What is the Molar Enthalpy of Neutralization in kJ/mol if 5.00 moles of HCl(aq) (acid) neutralized 5.00 moles of NaOH(aq) (base) and released 6649J of heat? *Make sure you report your answer using the correct sign*
DrBob222 gave me some help and I worked it out and got 1329.8 but my teacher says its still not right. HELP!
Is this a made up problem? You reported J/mol and the problem asks for kJ/mol. Since the reaction is exothermic your prof may want the negative sign included also.
dH = -6649 J/5 mol = -1329.8 J/mol or -1.3298 kJ/mol and since you are limited to 3 significant figures I would round to 1.33 kJ/mol.
I still don't like that answer; the correct value for most acids/bases is 57.1 kJ/mol but if this is a made up problem that's beside the point. Let me know how this turns out.
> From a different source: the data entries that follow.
//! Match settings and the `create_match` entry point.

use rand::seq::SliceRandom;
use rand::{Rng, SeedableRng};
use rand_chacha::ChaCha8Rng;
use tracing::{debug, warn};

use crate::agent::{Agent, Role};
use crate::error::{Error, Result};
use crate::game::Match;
use crate::maze::{CellPos, MazeGrid};

pub const CELL_SIZE: u32 = 20;
pub const CANVAS_WIDTH: u32 = 600;
pub const CANVAS_HEIGHT: u32 = 600;
pub const BASE_SPEED: f32 = 4.0;
pub const SPEED_JITTER: f32 = 0.3;
pub const AGENT_MIN: usize = 1;
pub const AGENT_MAX: usize = 8;
/// Hunters get this multiplier on top of their rolled speed.
pub const HUNTER_SPEED_BONUS: f32 = 1.15;

#[derive(Debug, Clone, PartialEq)]
pub struct MatchConfig {
    /// Canvas width in pixels.
    pub width: u32,
    /// Canvas height in pixels.
    pub height: u32,
    /// Pixels per grid cell.
    pub cell_size: u32,
    /// Total agents, hunters included. Clamped to `AGENT_MIN..=AGENT_MAX`.
    pub agent_count: usize,
    pub hunter_count: usize,
    /// Cells per second before jitter.
    pub speed_base: f32,
    /// Each agent runs at `speed_base * (1 + u * speed_jitter)`, `u` uniform in `[0, 1)`.
    pub speed_jitter: f32,
    /// Fixed seed for a reproducible match; drawn at random when unset.
    pub seed: Option<u64>,
}

impl Default for MatchConfig {
    fn default() -> Self {
        Self {
            width: CANVAS_WIDTH,
            height: CANVAS_HEIGHT,
            cell_size: CELL_SIZE,
            agent_count: AGENT_MIN,
            hunter_count: 0,
            speed_base: BASE_SPEED,
            speed_jitter: SPEED_JITTER,
            seed: None,
        }
    }
}

impl MatchConfig {
    pub fn clamped_agent_count(&self) -> usize {
        self.agent_count.clamp(AGENT_MIN, AGENT_MAX)
    }

    /// Rejects settings that cannot produce a playable match.
    pub fn validate(&self) -> Result<()> {
        if self.cell_size == 0 {
            return Err(Error::InvalidCellSize);
        }
        let rows = (self.height / self.cell_size) as usize;
        let cols = (self.width / self.cell_size) as usize;
        if rows == 0 || cols == 0 {
            return Err(Error::EmptyMaze { rows, cols });
        }
        let speed_ok = self.speed_base.is_finite()
            && self.speed_base > 0.0
            && self.speed_jitter.is_finite()
            && self.speed_jitter >= 0.0;
        if !speed_ok {
            return Err(Error::InvalidSpeed {
                base: self.speed_base,
                jitter: self.speed_jitter,
            });
        }
        let agents = self.clamped_agent_count();
        if self.hunter_count >= agents {
            return Err(Error::NoRunners {
                agents,
                hunters: self.hunter_count,
            });
        }
        Ok(())
    }
}

/// Spawn points: the four corners, then the four edge midpoints.
pub fn entrances(maze: &MazeGrid) -> Vec<CellPos> {
    let last_row = maze.rows() - 1;
    let last_col = maze.cols() - 1;
    let mid_row = maze.rows() / 2;
    let mid_col = maze.cols() / 2;
    vec![
        CellPos::new(0, 0),
        CellPos::new(0, last_col),
        CellPos::new(last_row, last_col),
        CellPos::new(last_row, 0),
        CellPos::new(0, mid_col),
        CellPos::new(mid_row, last_col),
        CellPos::new(last_row, mid_col),
        CellPos::new(mid_row, 0),
    ]
}

/// Builds a ready-to-start match: maze, spawns, speeds and paths.
///
/// Everything random is drawn from one ChaCha stream seeded by
/// `config.seed`, so equal seeds give identical matches.
pub fn create_match(config: &MatchConfig) -> Result<Match> {
    if config.agent_count != config.clamped_agent_count() {
        warn!(
            requested = config.agent_count,
            used = config.clamped_agent_count(),
            "agent count out of range, clamping"
        );
    }
    config.validate()?;

    let seed = config.seed.unwrap_or_else(|| rand::thread_rng().gen());
    let mut rng = ChaCha8Rng::seed_from_u64(seed);
    let maze = MazeGrid::from_canvas(config.width, config.height, config.cell_size, &mut rng)?;

    let total = config.clamped_agent_count();
    let runners = total - config.hunter_count;
    let cell_size = config.cell_size as f32;

    let mut spawns = entrances(&maze);
    spawns.shuffle(&mut rng);

    let mut agents = Vec::with_capacity(total);
    for (id, &spawn) in spawns.iter().take(total).enumerate() {
        let mut speed = config.speed_base * (1.0 + rng.gen::<f32>() * config.speed_jitter);
        let role = if id < runners {
            Role::Runner
        } else {
            speed *= HUNTER_SPEED_BONUS;
            Role::Hunter {
                quarry: (id - runners) % runners,
            }
        };
        agents.push(Agent::new(id, role, spawn, speed, cell_size));
    }

    debug!(seed, runners, hunters = config.hunter_count, "spawned agents");

    let goal = maze.center();
    Match::new(maze, goal, agents, cell_size, seed, &mut rng)
}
If I'm making an error I need to know it.
To solve this problem, we can use the formula:
Molar Enthalpy of Neutralization = Heat released (in J) / Number of moles of HCl reacted
First, we need to convert the heat released from joules (J) to kilojoules (kJ):
6649 J ÷ 1000 = 6.649 kJ
Now, we can substitute the values into the formula:
Molar Enthalpy of Neutralization = 6.649 kJ / 5.00 moles
Molar Enthalpy of Neutralization = 1.33 kJ/mol
So, according to my calculations, it appears that your answer of 1.3298 kJ/mol is very close. However, it seems like you rounded incorrectly. The correct answer, using the correct sign, would be 1.33 kJ/mol. Double-check your rounding and ensure you are reporting the answer with the correct number of significant figures.